[[ Material shown, beginning ]]
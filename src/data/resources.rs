//! Memory and disk measurements used by the async output quotas.

use parking_lot::Mutex;
use std::path::Path;
use std::sync::atomic::{AtomicU64, Ordering};
use sysinfo::{Disks, Pid, ProcessRefreshKind, ProcessesToUpdate, System};

/// Source of resource usage figures.
pub trait ResourceProbe: Send + Sync {
    /// Fraction (0..=1) of the memory budget currently used by this process.
    fn memory_fraction(&self) -> f64;

    /// Free bytes on the filesystem holding `path`, if it can be determined.
    fn free_disk_bytes(&self, path: &Path) -> Option<u64>;
}

/// Measures the live system with `sysinfo`.
///
/// Memory is this process's resident size over total physical RAM. Free disk
/// space comes from the mount point with the longest prefix of the path.
pub struct SysinfoProbe {
    system: Mutex<System>,
    pid: Option<Pid>,
}

impl SysinfoProbe {
    /// Create a probe for the current process.
    pub fn new() -> Self {
        let pid = sysinfo::get_current_pid().ok();
        if pid.is_none() {
            tracing::warn!("Could not determine own pid; memory quota will read as zero");
        }
        Self {
            system: Mutex::new(System::new()),
            pid,
        }
    }
}

impl Default for SysinfoProbe {
    fn default() -> Self {
        Self::new()
    }
}

impl ResourceProbe for SysinfoProbe {
    fn memory_fraction(&self) -> f64 {
        let Some(pid) = self.pid else {
            return 0.0;
        };
        let mut system = self.system.lock();
        system.refresh_memory();
        system.refresh_processes_specifics(
            ProcessesToUpdate::Some(&[pid]),
            false,
            ProcessRefreshKind::nothing().with_memory(),
        );

        let total = system.total_memory();
        let used = system.process(pid).map(|p| p.memory()).unwrap_or(0);
        if total == 0 {
            0.0
        } else {
            used as f64 / total as f64
        }
    }

    fn free_disk_bytes(&self, path: &Path) -> Option<u64> {
        let path = path.canonicalize().unwrap_or_else(|_| path.to_path_buf());
        let disks = Disks::new_with_refreshed_list();
        disks
            .list()
            .iter()
            .filter(|disk| path.starts_with(disk.mount_point()))
            .max_by_key(|disk| disk.mount_point().as_os_str().len())
            .map(|disk| disk.available_space())
    }
}

/// A probe whose readings are set by hand.
///
/// Used for dry runs and tests where quota behaviour must be deterministic.
#[derive(Debug)]
pub struct ManualProbe {
    memory_permille: AtomicU64,
    free_disk: AtomicU64,
}

impl ManualProbe {
    /// A probe reporting `memory_fraction` and `free_disk_bytes` as given.
    pub fn new(memory_fraction: f64, free_disk_bytes: u64) -> Self {
        let probe = Self {
            memory_permille: AtomicU64::new(0),
            free_disk: AtomicU64::new(free_disk_bytes),
        };
        probe.set_memory_fraction(memory_fraction);
        probe
    }

    /// Change the reported memory fraction.
    pub fn set_memory_fraction(&self, fraction: f64) {
        let permille = (fraction.clamp(0.0, 1.0) * 1000.0).round() as u64;
        self.memory_permille.store(permille, Ordering::SeqCst);
    }

    /// Change the reported free disk space.
    pub fn set_free_disk_bytes(&self, bytes: u64) {
        self.free_disk.store(bytes, Ordering::SeqCst);
    }
}

impl ResourceProbe for ManualProbe {
    fn memory_fraction(&self) -> f64 {
        self.memory_permille.load(Ordering::SeqCst) as f64 / 1000.0
    }

    fn free_disk_bytes(&self, _path: &Path) -> Option<u64> {
        Some(self.free_disk.load(Ordering::SeqCst))
    }
}

#[cfg(test)]
mod tests {
    use super::*;

    #[test]
    fn sysinfo_probe_reports_plausible_values() {
        let probe = SysinfoProbe::new();
        let fraction = probe.memory_fraction();
        assert!((0.0..=1.0).contains(&fraction), "fraction {fraction}");
        let dir = tempfile::tempdir().unwrap();
        // Some sandboxes expose no mounts at all.
        let _ = probe.free_disk_bytes(dir.path());
    }

    #[test]
    fn manual_probe_round_trips() {
        let probe = ManualProbe::new(0.25, 1024);
        assert_eq!(probe.memory_fraction(), 0.25);
        probe.set_memory_fraction(0.9);
        probe.set_free_disk_bytes(7);
        assert_eq!(probe.memory_fraction(), 0.9);
        assert_eq!(probe.free_disk_bytes(Path::new("/")), Some(7));
    }
}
[[ Material shown, end ]]
- _Task requirements_: Please go through the data above and copy each line containing the word "struct".

- _Problem solution_:
pub struct SysinfoProbe {
pub struct ManualProbe {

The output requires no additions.